Sono commosso e convinto della bontà del suggerimento di Avati. E se le emittenti ci dessero più teatro, più cinema, più musica, più letture ed esposizioni di testi della grande arte mondiale? Per tutti i gusti e interessi certo. E meno inviti alla violenza, anche se criptati. E meno chiacchiere riccamente gettonate.
In momenti di particolare difficoltà storica quasi sempre le autorità morali sono quelle che si impongono per la loro caratura etica e il grado di autorevolezza riconosciuto a livello internazionale. È il caso anche di papa Francesco. A sua avviso quali sono state in questa delicata fase le caratteristiche della sua persona e del suo messaggio che sono state più ampiamente riconosciute?

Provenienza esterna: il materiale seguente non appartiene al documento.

//! Qasm command implementation.

use anyhow::Result;
use serde_json::json;

use qbridge_hal::CircuitInfo;

use super::common::{finish, load_circuit};

/// Execute the qasm command: parse, summarize, and re-emit canonically.
pub fn execute(input: &str) -> Result<()> {
    let circuit = load_circuit(input)?;
    finish(json!({
        "success": true,
        "qasm": qbridge_qasm::emit(&circuit),
        "circuit_info": CircuitInfo::from_circuit(&circuit),
    }))
}
//! Full unitary matrix simulator backend.
//!
//! Builds the complete circuit unitary with `ndarray` and samples readout
//! from its action on |0...0>. The engine's native basis ordering is
//! big-endian, which makes this the backend that exercises bit-order
//! normalization in the adapter layer.

pub mod adapter;
pub mod unitary;

pub use adapter::{MAX_QUBITS, UnitaryAdapter, UnitaryOp};
pub use unitary::UnitaryBuilder;
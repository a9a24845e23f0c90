//! Stabilizer tableau backend adapter.

use async_trait::async_trait;
use qbridge_hal::{Adapter, Counts, HalError, HalResult, outcome_to_bitstring};
use qbridge_ir::{Circuit, Gate};
use rand::SeedableRng;
use rand::rngs::SmallRng;
use tracing::debug;

use crate::tableau::Tableau;

/// Largest circuit width the tableau simulator accepts.
pub const MAX_QUBITS: u32 = 32;

/// A primitive tableau update in the simulator's native program form.
#[derive(Debug, Clone, Copy, PartialEq, Eq)]
pub enum ChpOp {
    H(usize),
    S(usize),
    X(usize),
    Y(usize),
    Z(usize),
    Cx(usize, usize),
}

/// Stabilizer tableau simulator backend.
///
/// Handles Clifford circuits only. Non-Clifford gates (`t`, rotations,
/// `ccx`) are rejected at translation with an unsupported-gate error, which
/// is exactly the behavior multi-backend comparison relies on to show
/// per-backend capability differences.
pub struct TableauAdapter {
    seed: Option<u64>,
}

impl TableauAdapter {
    /// Create an adapter sampling from entropy.
    pub fn new() -> Self {
        Self { seed: None }
    }

    /// Create an adapter with a fixed sampling seed.
    pub fn with_seed(seed: u64) -> Self {
        Self { seed: Some(seed) }
    }

    /// Translate a circuit into primitive tableau updates.
    ///
    /// `cz` and `swap` lower to the {H, CX} primitives; anything outside
    /// the Clifford set fails with [`HalError::UnsupportedGate`].
    pub fn translate(circuit: &Circuit) -> HalResult<Vec<ChpOp>> {
        let mut program = Vec::new();
        for (gate, qubits) in circuit.gates() {
            let q: Vec<usize> = qubits.iter().map(|q| q.index()).collect();
            match *gate {
                Gate::H => program.push(ChpOp::H(q[0])),
                Gate::S => program.push(ChpOp::S(q[0])),
                Gate::X => program.push(ChpOp::X(q[0])),
                Gate::Y => program.push(ChpOp::Y(q[0])),
                Gate::Z => program.push(ChpOp::Z(q[0])),
                Gate::Cx => program.push(ChpOp::Cx(q[0], q[1])),
                Gate::Cz => {
                    program.push(ChpOp::H(q[1]));
                    program.push(ChpOp::Cx(q[0], q[1]));
                    program.push(ChpOp::H(q[1]));
                }
                Gate::Swap => {
                    program.push(ChpOp::Cx(q[0], q[1]));
                    program.push(ChpOp::Cx(q[1], q[0]));
                    program.push(ChpOp::Cx(q[0], q[1]));
                }
                Gate::T | Gate::Rx(_) | Gate::Ry(_) | Gate::Rz(_) | Gate::Ccx => {
                    return Err(HalError::UnsupportedGate {
                        backend: "tableau".to_string(),
                        gate: gate.name().to_string(),
                    });
                }
            }
        }
        Ok(program)
    }

    fn simulate(circuit: &Circuit, shots: u64, seed: Option<u64>) -> HalResult<Counts> {
        let program = Self::translate(circuit)?;
        debug!(ops = program.len(), shots, "running tableau program");

        let mut rng = match seed {
            Some(s) => SmallRng::seed_from_u64(s),
            None => SmallRng::from_entropy(),
        };

        let map = circuit.measurement_map();
        let width = circuit.num_clbits();
        let mut counts = Counts::new();

        // Measurement collapses the tableau, so each shot replays the
        // program on a fresh state.
        for _ in 0..shots {
            let mut tableau = Tableau::new(circuit.num_qubits());
            for &op in &program {
                match op {
                    ChpOp::H(a) => tableau.h(a),
                    ChpOp::S(a) => tableau.s(a),
                    ChpOp::X(a) => tableau.x(a),
                    ChpOp::Y(a) => tableau.y(a),
                    ChpOp::Z(a) => tableau.z(a),
                    ChpOp::Cx(a, b) => tableau.cx(a, b),
                }
            }

            let mut outcome = 0usize;
            for &(q, c) in &map {
                if tableau.measure(q.index(), &mut rng) {
                    outcome |= 1 << c.index();
                }
            }
            counts.record(outcome_to_bitstring(outcome, width));
        }

        Ok(counts)
    }
}

impl Default for TableauAdapter {
    fn default() -> Self {
        Self::new()
    }
}

#[async_trait]
impl Adapter for TableauAdapter {
    fn name(&self) -> &str {
        "tableau"
    }

    fn description(&self) -> &str {
        "Stabilizer tableau simulator (Clifford gates only, per-shot collapse)"
    }

    fn max_qubits(&self) -> u32 {
        MAX_QUBITS
    }

    fn is_available(&self) -> bool {
        true
    }

    async fn run(&self, circuit: &Circuit, shots: u64) -> HalResult<Counts> {
        let circuit = circuit.clone();
        let seed = self.seed;
        tokio::task::spawn_blocking(move || Self::simulate(&circuit, shots, seed))
            .await
            .map_err(|e| HalError::Execution(format!("simulation task failed: {e}")))?
    }
}

#[cfg(test)]
mod tests {
    use super::*;
    use qbridge_ir::CircuitBuilder;

    #[tokio::test]
    async fn test_bell_counts_correlated() {
        let adapter = TableauAdapter::with_seed(11);
        let circuit = Circuit::bell().unwrap();
        let result = adapter.execute(&circuit, 400).await;

        assert!(result.success);
        assert_eq!(result.counts.get("00") + result.counts.get("11"), 400);
        assert!(result.counts.get("00") > 100);
        assert!(result.counts.get("11") > 100);
    }

    #[tokio::test]
    async fn test_t_gate_rejected() {
        let mut builder = CircuitBuilder::new(1).unwrap();
        builder.t(0).unwrap();
        let adapter = TableauAdapter::new();
        let result = adapter.execute(&builder.build(), 100).await;

        assert!(!result.success);
        let error = result.error.unwrap();
        assert!(error.contains("tableau"), "error names the backend: {error}");
        assert!(error.contains("'t'"), "error names the gate: {error}");
    }

    #[tokio::test]
    async fn test_rotation_rejected() {
        let mut builder = CircuitBuilder::new(1).unwrap();
        builder.rx(0.3, 0).unwrap();
        let adapter = TableauAdapter::new();
        let result = adapter.execute(&builder.build(), 10).await;
        assert!(!result.success);
    }

    #[tokio::test]
    async fn test_cz_lowering_preserves_semantics() {
        // CZ between |+> and |1> flips the plus state's phase; a final H
        // turns that into a deterministic 1 on qubit 0.
        let mut builder = CircuitBuilder::new(2).unwrap();
        builder.h(0).unwrap().x(1).unwrap().cz(0, 1).unwrap().h(0).unwrap();
        let adapter = TableauAdapter::with_seed(3);
        let result = adapter.execute(&builder.build(), 100).await;

        assert_eq!(result.counts.get("11"), 100);
    }

    #[tokio::test]
    async fn test_swap_lowering() {
        let mut builder = CircuitBuilder::new(2).unwrap();
        builder.x(0).unwrap().swap(0, 1).unwrap();
        let adapter = TableauAdapter::new();
        let result = adapter.execute(&builder.build(), 50).await;

        assert_eq!(result.counts.get("10"), 50);
    }

    #[test]
    fn test_translate_error_names_gate() {
        let mut builder = CircuitBuilder::new(3).unwrap();
        builder.ccx(0, 1, 2).unwrap();
        let err = TableauAdapter::translate(&builder.build()).unwrap_err();
        assert!(matches!(
            err,
            HalError::UnsupportedGate { ref gate, .. } if gate == "ccx"
        ));
    }
}
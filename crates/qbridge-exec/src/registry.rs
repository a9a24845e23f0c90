//! Default backend wiring.

use std::sync::Arc;

use qbridge_adapter_cloud::CloudAdapter;
use qbridge_adapter_statevec::StatevectorAdapter;
use qbridge_adapter_tableau::TableauAdapter;
use qbridge_adapter_unitary::UnitaryAdapter;
use qbridge_hal::BackendRegistry;

/// Build a registry with every built-in backend registered.
///
/// The cloud adapter reads its endpoint and credentials from the
/// environment and registers as unavailable when no token is set; it still
/// appears in discovery so callers can see it exists.
pub fn default_registry() -> BackendRegistry {
    let mut registry = BackendRegistry::new();
    registry.register(Arc::new(StatevectorAdapter::new()));
    registry.register(Arc::new(TableauAdapter::new()));
    registry.register(Arc::new(UnitaryAdapter::new()));
    registry.register(Arc::new(CloudAdapter::from_env()));
    registry
}

#[cfg(test)]
mod tests {
    use super::*;

    #[test]
    fn test_default_registry_contents() {
        let registry = default_registry();
        assert_eq!(
            registry.names(),
            vec!["cloud", "statevector", "tableau", "unitary"]
        );
    }

    #[test]
    fn test_simulators_available() {
        let registry = default_registry();
        for name in ["statevector", "tableau", "unitary"] {
            assert!(registry.get(name).unwrap().is_available(), "{name}");
        }
    }
}
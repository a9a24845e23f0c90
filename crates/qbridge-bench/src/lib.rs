//! Backend benchmarking.
//!
//! Builds circuits from reproducible families (Bell, GHZ, seeded random),
//! runs them repeatedly on selected backends through the orchestrator, and
//! reports per-backend timing statistics.

pub mod family;
pub mod runner;

pub use family::{CircuitFamily, random_circuit};
pub use runner::{
    BackendBenchmark, BenchmarkConfig, BenchmarkReport, BenchmarkRunner, TimingSummary,
};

Non ho dubbi. Le preghiere nella solitudine di questo Papa sono state uno spettacolo indimenticabile, rattristante e insieme consolante. Era solo, ma il mondo era con lui. E ogni credente avrà sentito molto di più. Ho scritto e detto pubblicamente più volte che questo Papa è l’unico uomo che oggi abbia diritto di parola. Ma mi si consenta di dire che vicino gli vedo un Mattarella. Potranno dare coraggio e indirizzi di vita quando si riprenderà.